Be careful reading Jen Lancaster's books in public--she will make you laugh out loud.
I also thought American Wife was brilliant. Us girls read it for our book club and NO ONE (except for me) got into it. I also read all of Curtis Sittenfeld's other books and hated them. Especially Prep. Gag me.
Lancaster's book Pretty in Plaid was totally my life (with the exception of being kicked out of school and getting into a ton of debt/losing the job bit) - just the fashion stuff.
I can't pick a favorite book, but some of the ones I've enjoyed recently are:
-Fire in Beulah by Rilla Askew (novel revolving around the Tulsa Race Riot of 1921)
-The Double Bind by Chris Bohjalian (I'll be picking up more books by him on my next library trip).
-sci fi books by Greg Bear
I've also been reading some Salman Rushdie lately, but it's hard to get into his writing style and he keeps multiple parallel stories going at the same time.
I love all of the classics - To Kill a Mockingbird, Pride and Prejudice, etc.
The book I can always, always pick up and read is Summer Sisters by Judy Blume.
Others I love:
The Tillerman series by Cynthia Voigt
Harry Potter series
The Historian by Elizabeth Kostova
Some authors whose stuff I generally always enjoy: Marian Keyes, Jennifer Weiner, Jean Plaidy.
ETA: The Borgia Bride and I, Mona Lisa by Jeanne Kalogridis. I love me some historical fiction.
I tried to read Prep because the lady at the bookstore (who's usually awesome at picking books out for me) told me I'd love it. NOT. I couldn't even finish it. If fact, I'm not sure I understood much of what I even read.

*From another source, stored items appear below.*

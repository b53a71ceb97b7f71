//! Validation Pipeline - codec + schema, without side effects
//! ===========================================================
//!
//! Used in two places:
//! - editor feedback on every edit ([`ValidationPipeline::validate`])
//! - the gate in front of `initialize` ([`ValidationPipeline::accept`])
//!
//! Both run the same sequence:
//!
//! ```text
//! text ──trim empty?──► nothing to validate (invalid, zero errors)
//!   │
//!   ├─ decode ──fail──► one Decode error
//!   │
//!   ├─ schema ──fail──► one Schema error per violated constraint
//!   │
//!   └─ typed conversion ──► Environment
//! ```

use std::sync::Arc;

use ic10lab_env::Environment;
use serde::Serialize;
use serde_json::Value;

use crate::codec::{self, DecodeError};
use crate::schema::{SchemaValidator, SchemaViolation};

/// Longest excerpt of an offending value quoted in a schema error.
const CONTEXT_LIMIT: usize = 60;

// =============================================================================
// VALIDATION ERROR
// =============================================================================

#[derive(Debug, Clone, Copy, PartialEq, Eq, Serialize)]
#[serde(rename_all = "lowercase")]
pub enum ValidationErrorKind {
    /// Malformed YAML
    Decode,
    /// Well-formed but non-conforming document
    Schema,
}

/// A single problem found in one validation pass.
#[derive(Debug, Clone, PartialEq, Eq, Serialize)]
pub struct ValidationError {
    pub kind: ValidationErrorKind,
    pub message: String,

    /// JSON pointer to the offending value (schema errors)
    #[serde(skip_serializing_if = "Option::is_none")]
    pub path: Option<String>,

    #[serde(skip_serializing_if = "Option::is_none")]
    pub line: Option<usize>,

    #[serde(skip_serializing_if = "Option::is_none")]
    pub column: Option<usize>,

    /// Violated schema keyword
    #[serde(skip_serializing_if = "Option::is_none")]
    pub keyword: Option<String>,

    /// Excerpt of the offending decoded value
    #[serde(skip_serializing_if = "Option::is_none")]
    pub context: Option<String>,
}

impl ValidationError {
    pub fn decode(err: &DecodeError) -> Self {
        Self {
            kind: ValidationErrorKind::Decode,
            message: err.message.clone(),
            path: None,
            line: err.line,
            column: err.column,
            keyword: None,
            context: None,
        }
    }

    pub fn schema(violation: SchemaViolation, document: &Value) -> Self {
        let context = document.pointer(&violation.path).map(excerpt);
        Self {
            kind: ValidationErrorKind::Schema,
            message: violation.message,
            path: Some(violation.path),
            line: None,
            column: None,
            keyword: Some(violation.keyword),
            context,
        }
    }

    /// Editor-facing one-line description.
    pub fn render(&self) -> String {
        match self.kind {
            ValidationErrorKind::Decode => {
                let mut line = format!("YAML Syntax Error: {}", self.message);
                if let (Some(l), Some(c)) = (self.line, self.column) {
                    line.push_str(&format!(" (line: {}, column: {})", l, c));
                }
                line
            }
            ValidationErrorKind::Schema => match self.path.as_deref() {
                Some(path) if !path.is_empty() => format!("{} at path \"{}\"", self.message, path),
                _ => self.message.clone(),
            },
        }
    }

    /// Terminal-facing description: [`render`](Self::render) plus the offending value.
    pub fn render_with_context(&self) -> String {
        match &self.context {
            Some(context) => format!("{} (found: {})", self.render(), context),
            None => self.render(),
        }
    }
}

fn excerpt(value: &Value) -> String {
    let text = value.to_string();
    if text.chars().count() <= CONTEXT_LIMIT {
        return text;
    }
    let cut: String = text.chars().take(CONTEXT_LIMIT).collect();
    format!("{}...", cut)
}

// =============================================================================
// VALIDATION REPORT
// =============================================================================

/// Outcome of one validation pass. Transient; never cached across edits.
#[derive(Debug, Clone, Default, PartialEq)]
pub struct ValidationReport {
    /// Decoded document, when decoding succeeded
    pub value: Option<Value>,
    pub valid: bool,
    pub errors: Vec<ValidationError>,
}

impl ValidationReport {
    /// True when there was nothing to validate.
    pub fn is_empty_input(&self) -> bool {
        self.value.is_none() && self.errors.is_empty()
    }

    pub fn lines(&self) -> Vec<String> {
        self.errors.iter().map(ValidationError::render).collect()
    }

    pub fn count(&self, kind: ValidationErrorKind) -> usize {
        self.errors.iter().filter(|e| e.kind == kind).count()
    }
}

// =============================================================================
// PIPELINE
// =============================================================================

/// Codec + compiled schema, shared by the editor and the controller.
#[derive(Debug, Clone)]
pub struct ValidationPipeline {
    validator: Arc<SchemaValidator>,
}

impl ValidationPipeline {
    pub fn new(validator: Arc<SchemaValidator>) -> Self {
        Self { validator }
    }

    pub fn validator(&self) -> &Arc<SchemaValidator> {
        &self.validator
    }

    /// Validates text without side effects.
    pub fn validate(&self, text: &str) -> ValidationReport {
        if text.trim().is_empty() {
            return ValidationReport::default();
        }

        let value = match codec::decode(text) {
            Ok(value) => value,
            Err(err) => {
                return ValidationReport {
                    value: None,
                    valid: false,
                    errors: vec![ValidationError::decode(&err)],
                }
            }
        };

        let outcome = self.validator.check(Some(&value));
        let errors = outcome
            .errors
            .into_iter()
            .map(|violation| ValidationError::schema(violation, &value))
            .collect();

        ValidationReport {
            value: Some(value),
            valid: outcome.valid,
            errors,
        }
    }

    /// Validates text and converts it into the typed model.
    ///
    /// An `Err` always carries at least one error: empty input is reported
    /// as a decode error here, since `initialize` has nothing to run.
    pub fn accept(&self, text: &str) -> Result<Environment, Vec<ValidationError>> {
        let report = self.validate(text);
        if report.is_empty_input() {
            return Err(vec![ValidationError::decode(&DecodeError::new(
                "configuration is empty",
            ))]);
        }
        if !report.valid {
            return Err(report.errors);
        }

        let value = report.value.unwrap_or(Value::Null);
        codec::to_environment(value).map_err(|e| {
            vec![ValidationError {
                kind: ValidationErrorKind::Schema,
                message: e.to_string(),
                path: Some(String::new()),
                line: None,
                column: None,
                keyword: None,
                context: None,
            }]
        })
    }
}
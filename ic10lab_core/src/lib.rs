//! ic10lab Core - configuration validation and session orchestration
//!
//! This library sits between an editor surface and an [`Engine`](ic10lab_env::Engine):
//! 1. **Codec**: YAML text to generic documents and back, with located errors
//! 2. **Validation**: decode + JSON Schema checks producing flat, renderable errors
//! 3. **Controller**: the session lifecycle, the terminal log and the persisted editor text

pub mod codec;
pub mod config;
pub mod controller;
pub mod diagnostics;
pub mod error;
pub mod schema;
pub mod store;
pub mod validation;

// Re-export key types for convenience
pub use config::LabConfig;
pub use controller::{LifecycleState, SessionController, UnitView};
pub use diagnostics::{DiagnosticAggregator, DiagnosticKind, LogEntry, TerminalLog};
pub use error::{LabError, UsageError};
pub use schema::{SchemaSource, SchemaValidator};
pub use store::EditorStore;
pub use validation::{ValidationError, ValidationErrorKind, ValidationPipeline, ValidationReport};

And, OMG, how could I forgotten Harry Potter in my 1st post?! That series, is hands down, the best I've ever read. I've read them all more than once and I have never and will never love a series of books more. They are so deep and intricate and amazing!

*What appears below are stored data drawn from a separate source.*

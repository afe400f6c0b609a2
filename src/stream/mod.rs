//! Streaming driver
//!
//! This module moves samples from an input byte stream through a
//! [`LowpassFilter`] to an output byte stream, one step per adjacent input
//! pair, block by block.

mod overlap;
mod reader;

pub use overlap::*;
pub use reader::*;

use log::{debug, trace};
use std::io::{self, Read, Write};
use thiserror::Error;

use crate::filter::{LowpassFilter, Sample, StepTrace, SAMPLE_BYTES};

/// Default number of samples per read block
pub const DEFAULT_BLOCK_SAMPLES: usize = 1023;

/// Errors that stop the stream
#[derive(Error, Debug)]
pub enum StreamError {
    #[error("failed to read input samples")]
    Read(#[source] io::Error),

    #[error("failed to write output samples")]
    Write(#[source] io::Error),
}

/// Counters for one run of the driver
#[derive(Debug, Default, Clone, Copy, PartialEq, Eq)]
#[cfg_attr(feature = "serde", derive(serde::Serialize))]
pub struct StreamSummary {
    /// Whole samples read
    pub samples_in: u64,

    /// Samples produced by the filter
    pub samples_out: u64,

    /// Bytes of an incomplete trailing sample that were ignored
    pub dropped_bytes: usize,

    /// The output was closed by the consumer before input ended
    pub downstream_closed: bool,
}

/// Filter `input` into `output` until the input ends or the output closes
///
/// Every adjacent pair of input samples produces one output sample, in
/// order, regardless of how reads split the input.
pub fn run<R, W, T>(
    input: R,
    mut output: W,
    filter: &mut LowpassFilter<T>,
    block_samples: usize,
) -> Result<StreamSummary, StreamError>
where
    R: Read,
    W: Write,
    T: StepTrace,
{
    let mut reader = SampleReader::new(input, block_samples);
    let mut overlap = Overlap::new();
    let mut summary = StreamSummary::default();

    let mut block: Vec<Sample> = Vec::with_capacity(reader.block_samples());
    let mut encoded: Vec<u8> = Vec::with_capacity(reader.block_samples() * SAMPLE_BYTES);

    debug!("Stream started: {}, {} samples per block", filter.state(), reader.block_samples());

    while reader.read_block(&mut block).map_err(StreamError::Read)? {
        summary.samples_in += block.len() as u64;

        encoded.clear();
        let produced = overlap.pairs(&block, |x, x_next| {
            let y = filter.process(x, x_next);
            encoded.extend_from_slice(&y.to_le_bytes());
        });
        filter.flush_trace();

        if produced == 0 {
            continue;
        }

        match output.write_all(&encoded) {
            Ok(()) => summary.samples_out += produced as u64,
            Err(err) if err.kind() == io::ErrorKind::BrokenPipe => {
                debug!("Output closed by consumer, stopping");
                summary.downstream_closed = true;
                break;
            }
            Err(err) => return Err(StreamError::Write(err)),
        }
        trace!("Wrote {} samples", produced);
    }

    if !summary.downstream_closed {
        match output.flush() {
            Ok(()) => (),
            Err(err) if err.kind() == io::ErrorKind::BrokenPipe => summary.downstream_closed = true,
            Err(err) => return Err(StreamError::Write(err)),
        }
    }

    summary.dropped_bytes = reader.dropped_bytes();
    debug!(
        "Stream finished: {} samples in, {} samples out, {} bytes dropped",
        summary.samples_in, summary.samples_out, summary.dropped_bytes
    );

    Ok(summary)
}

I was looking at the new arrivals section at the library today and noticed they had My Name is Mary Sutter. It looked really interesting, so I picked it up to read after the book I just started. I'm glad you mentioned it, or I probably wouldn't have picked it up to read the description!
For an academic, I have really shitty taste in books. A friend once told me that I mostly read the mysteries that 50 year old women buy at the airport. Very true. Think Preston and Childs, Fairstein, Cornwell, etc.

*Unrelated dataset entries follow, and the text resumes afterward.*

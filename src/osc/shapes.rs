//! Waveforms derived from the sine oscillator
//!
//! Each shape steps an inner [`Oscillator`] and reshapes its sign.

use super::{Generator, Oscillator, Phase};
use crate::filter::Sample;

/// Square wave following the sign of the sine
#[derive(Debug, Clone, Copy)]
pub struct Rectangle(pub Oscillator);

#[derive(Debug, Clone, Copy, PartialEq, Eq)]
pub struct RectangleState {
    pub y0: Sample,
    pub osc: Phase,
}

impl Rectangle {
    pub fn from_omega(omega: Sample) -> Self {
        Rectangle(Oscillator::from_omega(omega))
    }
}

impl Generator for Rectangle {
    type State = RectangleState;

    fn initial_state(&self) -> RectangleState {
        RectangleState {
            y0: 0,
            osc: self.0.initial_state(),
        }
    }

    fn step(&self, state: RectangleState, x0: Sample) -> RectangleState {
        let osc = self.0.step(state.osc, x0);
        RectangleState {
            y0: osc.y0.signum().wrapping_mul(Sample::MAX),
            osc,
        }
    }

    fn output(state: &RectangleState) -> Sample {
        state.y0
    }
}

/// Triangle wave: integral of the square wave
#[derive(Debug, Clone, Copy)]
pub struct Triangle(pub Oscillator);

#[derive(Debug, Clone, Copy, PartialEq, Eq)]
pub struct TriangleState {
    pub y0: Sample,
    pub osc: Phase,
}

impl Triangle {
    pub fn from_omega(omega: Sample) -> Self {
        Triangle(Oscillator::from_omega(omega))
    }

    /// Slope per step, scaled so the ramp spans the sine's range
    fn amplitude(&self) -> Sample {
        self.0.omega.wrapping_mul(10430)
    }
}

impl Generator for Triangle {
    type State = TriangleState;

    fn initial_state(&self) -> TriangleState {
        TriangleState {
            y0: 0,
            osc: self.0.initial_state(),
        }
    }

    fn step(&self, state: TriangleState, x0: Sample) -> TriangleState {
        let osc = self.0.step(state.osc, x0);
        TriangleState {
            y0: state
                .y0
                .saturating_add(osc.y0.signum().wrapping_mul(self.amplitude())),
            osc,
        }
    }

    fn output(state: &TriangleState) -> Sample {
        state.y0
    }
}

/// Sawtooth wave: triangle folded by the sign of the sine
#[derive(Debug, Clone, Copy)]
pub struct Sawtooth(pub Triangle);

#[derive(Debug, Clone, Copy, PartialEq, Eq)]
pub struct SawtoothState {
    pub y0: Sample,
    pub triangle: TriangleState,
}

impl Sawtooth {
    pub fn from_omega(omega: Sample) -> Self {
        Sawtooth(Triangle::from_omega(omega))
    }
}

impl Generator for Sawtooth {
    type State = SawtoothState;

    fn initial_state(&self) -> SawtoothState {
        SawtoothState {
            y0: 0,
            triangle: self.0.initial_state(),
        }
    }

    fn step(&self, state: SawtoothState, x0: Sample) -> SawtoothState {
        let triangle = self.0.step(state.triangle, x0);
        SawtoothState {
            y0: triangle.y0.wrapping_mul(triangle.osc.y0.signum()),
            triangle,
        }
    }

    fn output(state: &SawtoothState) -> Sample {
        state.y0
    }
}

#[cfg(test)]
mod tests {
    use super::*;

    fn outputs<G: Generator>(generator: &G, steps: usize) -> Vec<Sample> {
        let mut state = generator.initial_state();
        (0..steps)
            .map(|_| {
                state = generator.step(state, 0);
                G::output(&state)
            })
            .collect()
    }

    #[test]
    fn rectangle_is_full_scale() {
        let out = outputs(&Rectangle::from_omega(3000), 500);
        assert_eq!(out[0], Sample::MAX);
        assert!(out.iter().all(|&y| y == Sample::MAX || y == -Sample::MAX || y == 0));
        assert!(out.contains(&-Sample::MAX));
    }

    #[test]
    fn triangle_ramps_by_amplitude() {
        let out = outputs(&Triangle::from_omega(3000), 3);
        assert_eq!(out, vec![31_290_000, 62_580_000, 93_870_000]);
    }

    #[test]
    fn sawtooth_follows_triangle_while_positive() {
        let saw = outputs(&Sawtooth::from_omega(3000), 3);
        let tri = outputs(&Triangle::from_omega(3000), 3);
        assert_eq!(saw, tri);
    }

    #[test]
    fn shapes_share_the_sine_phase() {
        let osc = Oscillator::from_omega(2500);
        let sine = osc.run(osc.initial_state(), &[0; 20]);

        let rect = Rectangle(osc);
        let mut state = rect.initial_state();
        for expected in &sine {
            state = rect.step(state, 0);
            assert_eq!(state.osc, *expected);
        }
    }
}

I'm not a fan of the classics, but other books that have resonated with me at different points in my life are: The Book of Ruth, The Prince of Tides, The Harry Potter series, Nickel and Dimed, I Know this Much is True, and The Stand. The Stand made me want to be a sociologist because I was fascinated with the idea of how society would recreate itself if we essentially had to start all over again.
The last book I read straight through (in one day, crying most of the time) was "The Girls who Went Away: The Hidden History of Women who Surrendered Children for Adoption in the Decades before Roe vs Wade" which was about girls in the 1950s who would like "go care for a maiden aunt" during junior year, but everyone really knew they were just pregnant, going elsewhere to give birth, and then being essentially forced to give their babies up for adoption.
My next "must read" is "The Immortal Life of Henrietta Lacks" I have a student turning in a paper relating it tomorrow so I'm really interested to see what she has to say about it.
I am going to try to find this at Half Price Books this weekend. You have convinced me I must read it.
My all time fave is The Giving Tree.
Some good books I've read recently:
The Thirteenth Tale (Diane Setterfield) - It's gothic lit and suspenseful.
The Help (Kathryn Stockett) - It's about a lady who writes the stories of African American domestic servants in her hometown during the 1960s in Alabama.
I thought it was really good---and something we never really think about. They didn't think about it at the time, either. It was just the expectation.
I've been wanting to read this one. I know they also made this into a movie that is supposed to come out this year.
I forgot about Nickel and Dimed. That's another nonfiction one I enjoyed and read very quickly.